Examine the entries and show every line in which the word "display" is found.

-- Entries supplied follows --

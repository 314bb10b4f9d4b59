//! Infrastructure layer for Braite.
//!
//! Contains implementations of the ports defined in `braite-core`: the
//! OpenAI-compatible LLM provider and embedder, the Chroma retriever and the
//! Telegram transport, plus config and prompt-template loading.

pub mod config;
pub mod llm;
pub mod prompt;
pub mod retrieval;
pub mod telegram;
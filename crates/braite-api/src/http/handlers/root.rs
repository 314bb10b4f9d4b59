//! Liveness and health endpoints.

use axum::Json;
use axum::extract::State;
use serde_json::{Value, json};

use crate::state::AppState;

/// GET / - Liveness probe.
pub async fn root() -> Json<Value> {
    Json(json!({
        "status": "online",
        "service": "Braite BPJS Chatbot",
    }))
}

/// GET /health - Version and number of sessions held in memory.
pub async fn health(State(state): State<AppState>) -> Json<Value> {
    Json(json!({
        "status": "ok",
        "version": env!("CARGO_PKG_VERSION"),
        "sessions": state.history().len(),
    }))
}
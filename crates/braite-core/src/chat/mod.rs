//! Retrieval-augmented answer generation.
//!
//! `prompt` assembles the completion request; `pipeline` runs retrieval,
//! completion and history bookkeeping for one query.

pub mod pipeline;
pub mod prompt;

pub use pipeline::{GenerationPipeline, PipelineSettings};
//! Observability setup for Braite: tracing subscriber and optional
//! OpenTelemetry export.

pub mod tracing_setup;
//! Application state wiring all services together.
//!
//! AppState holds the pipeline, the history store, the background executor
//! and (when Telegram is enabled) the webhook dispatcher, pinned to the
//! concrete infra adapters.

use std::path::Path;
use std::sync::Arc;
use std::time::Duration;

use braite_core::chat::{GenerationPipeline, PipelineSettings};
use braite_core::executor::{TaskExecutor, TokioTaskExecutor};
use braite_core::retrieval::box_retriever::BoxRetriever;
use braite_core::session::SessionHistoryStore;
use braite_core::webhook::{DispatchSettings, WebhookDispatcher};
use braite_infra::config::resolve_secret;
use braite_infra::llm::create_provider;
use braite_infra::prompt::load_prompt_template;
use braite_infra::retrieval::{ChromaRetriever, OpenAiCompatibleEmbedder};
use braite_infra::telegram::TelegramTransport;
use braite_types::config::AppConfig;

/// Webhook dispatcher pinned to the Telegram transport.
pub type TelegramDispatcher = WebhookDispatcher<TelegramTransport>;

/// Shared application state used by the REST API handlers.
#[derive(Clone)]
pub struct AppState {
    pub config: Arc<AppConfig>,
    pub pipeline: Arc<GenerationPipeline>,
    pub executor: TokioTaskExecutor,
    /// `None` when Telegram is disabled in config.
    pub telegram: Option<Arc<TelegramDispatcher>>,
}

impl AppState {
    /// Initialize the application state: resolve secrets, wire adapters.
    pub async fn init(config: AppConfig) -> anyhow::Result<Self> {
        let pipeline = build_pipeline(&config).await?;
        let executor = TokioTaskExecutor::new();

        let telegram = if config.telegram.enabled {
            let token = resolve_secret(&config.telegram.token_env)?;
            let transport = TelegramTransport::from_config(&config.telegram, token)?;
            let dispatcher = WebhookDispatcher::new(
                Arc::clone(&pipeline),
                Arc::new(transport),
                Arc::new(executor.clone()) as Arc<dyn TaskExecutor>,
                DispatchSettings::from_config(&config.telegram),
            );
            tracing::info!("Telegram webhook enabled");
            Some(Arc::new(dispatcher))
        } else {
            tracing::info!("Telegram webhook disabled");
            None
        };

        Ok(Self::from_parts(config, pipeline, executor, telegram))
    }

    pub fn from_parts(
        config: AppConfig,
        pipeline: Arc<GenerationPipeline>,
        executor: TokioTaskExecutor,
        telegram: Option<Arc<TelegramDispatcher>>,
    ) -> Self {
        Self {
            config: Arc::new(config),
            pipeline,
            executor,
            telegram,
        }
    }

    pub fn history(&self) -> &Arc<SessionHistoryStore> {
        self.pipeline.history()
    }
}

/// Build the generation pipeline from config.
///
/// Fails when the LLM API key is missing or an HTTP client cannot be built.
/// A missing or broken prompt file only falls back to the built-in prompt.
pub async fn build_pipeline(config: &AppConfig) -> anyhow::Result<Arc<GenerationPipeline>> {
    config.validate()?;

    let api_key = resolve_secret(&config.llm.api_key_env)?;
    let llm = create_provider(&config.llm, api_key.clone())?;

    let embedder = OpenAiCompatibleEmbedder::new(
        &config.llm.base_url,
        api_key,
        &config.retrieval.embedding_model,
        Duration::from_secs(config.llm.timeout_secs),
    )?;
    let retriever = ChromaRetriever::new(
        &config.retrieval,
        embedder,
        Duration::from_secs(config.llm.timeout_secs),
    )?;

    let template = load_prompt_template(Path::new(&config.prompt.template_path)).await;

    Ok(Arc::new(GenerationPipeline::new(
        llm,
        BoxRetriever::new(retriever),
        Arc::new(SessionHistoryStore::new()),
        template,
        PipelineSettings::from_config(&config.llm, &config.retrieval),
    )))
}

#[cfg(test)]
mod tests {
    use super::*;
    use braite_types::error::ConfigError;

    #[tokio::test]
    async fn build_pipeline_requires_api_key() {
        let mut config = AppConfig::default();
        config.llm.api_key_env = "BRAITE_TEST_KEY_THAT_IS_NEVER_SET".to_string();

        let err = build_pipeline(&config).await.err().unwrap();
        assert!(matches!(
            err.downcast_ref::<ConfigError>(),
            Some(ConfigError::MissingSecret(name)) if name == "BRAITE_TEST_KEY_THAT_IS_NEVER_SET"
        ));
    }
}
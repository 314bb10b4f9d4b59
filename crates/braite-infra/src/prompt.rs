//! System prompt template loader.
//!
//! The template lives in a small YAML file:
//!
//! ```yaml
//! prompts: |
//!   Anda adalah asisten BPJS Kesehatan ...
//!   Konteks:
//!   {context}
//! ```
//!
//! Any failure (missing file, bad YAML, blank instruction) yields
//! [`PromptTemplate::fallback`] so the service always starts.

use std::path::Path;

use braite_types::error::ConfigError;
use braite_types::prompt::PromptTemplate;

/// Load the template at `path`, falling back to the built-in instruction.
pub async fn load_prompt_template(path: &Path) -> PromptTemplate {
    match try_load(path).await {
        Ok(template) => {
            tracing::info!(path = %path.display(), "prompt template loaded");
            template
        }
        Err(err) => {
            tracing::warn!(path = %path.display(), error = %err, "using fallback prompt template");
            PromptTemplate::fallback()
        }
    }
}

async fn try_load(path: &Path) -> Result<PromptTemplate, ConfigError> {
    let content = tokio::fs::read_to_string(path)
        .await
        .map_err(|e| ConfigError::Invalid(format!("cannot read {}: {e}", path.display())))?;
    parse_prompt_template(&content)
}

/// Parse and validate template YAML.
pub fn parse_prompt_template(content: &str) -> Result<PromptTemplate, ConfigError> {
    let template: PromptTemplate = serde_yaml_ng::from_str(content)
        .map_err(|e| ConfigError::Invalid(format!("malformed prompt template: {e}")))?;
    template.validate()?;
    Ok(template)
}
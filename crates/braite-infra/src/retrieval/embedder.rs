//! Remote embedding generator over the OpenAI-compatible `/embeddings` API.

use std::time::Duration;

use secrecy::{ExposeSecret, SecretString};

use braite_core::retrieval::embedder::Embedder;
use braite_types::error::RetrievalError;

use crate::llm::openai_compat::types::{EmbeddingRequest, EmbeddingResponse};

/// Embedder backed by a hosted embedding model (Gemini `text-embedding-004`
/// by default).
pub struct OpenAiCompatibleEmbedder {
    client: reqwest::Client,
    api_key: SecretString,
    base_url: String,
    model: String,
}

impl OpenAiCompatibleEmbedder {
    pub fn new(
        base_url: impl Into<String>,
        api_key: SecretString,
        model: impl Into<String>,
        timeout: Duration,
    ) -> Result<Self, RetrievalError> {
        let client = reqwest::Client::builder()
            .timeout(timeout)
            .build()
            .map_err(|e| RetrievalError::Embedding(format!("failed to create HTTP client: {e}")))?;

        Ok(Self {
            client,
            api_key,
            base_url: base_url.into().trim_end_matches('/').to_string(),
            model: model.into(),
        })
    }
}

impl Embedder for OpenAiCompatibleEmbedder {
    async fn embed(&self, texts: &[String]) -> Result<Vec<Vec<f32>>, RetrievalError> {
        if texts.is_empty() {
            return Ok(Vec::new());
        }

        let response = self
            .client
            .post(format!("{}/embeddings", self.base_url))
            .bearer_auth(self.api_key.expose_secret())
            .json(&EmbeddingRequest {
                model: &self.model,
                input: texts,
            })
            .send()
            .await
            .map_err(|e| RetrievalError::Embedding(format!("HTTP request failed: {e}")))?;

        let status = response.status();
        if !status.is_success() {
            let body = response.text().await.unwrap_or_default();
            return Err(RetrievalError::Embedding(format!("HTTP {status}: {body}")));
        }

        let mut parsed: EmbeddingResponse = response
            .json()
            .await
            .map_err(|e| RetrievalError::Embedding(format!("failed to parse response: {e}")))?;

        if parsed.data.len() != texts.len() {
            return Err(RetrievalError::Embedding(format!(
                "expected {} embeddings, got {}",
                texts.len(),
                parsed.data.len()
            )));
        }

        parsed.data.sort_by_key(|d| d.index);
        Ok(parsed.data.into_iter().map(|d| d.embedding).collect())
    }

    fn model_name(&self) -> &str {
        &self.model
    }
}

-- Entries supplied concluded --

## Result of this exercise:
            tracing::info!(path = %path.display(), "prompt template loaded");
            tracing::warn!(path = %path.display(), error = %err, "using fallback prompt template");
        .map_err(|e| ConfigError::Invalid(format!("cannot read {}: {e}", path.display())))?;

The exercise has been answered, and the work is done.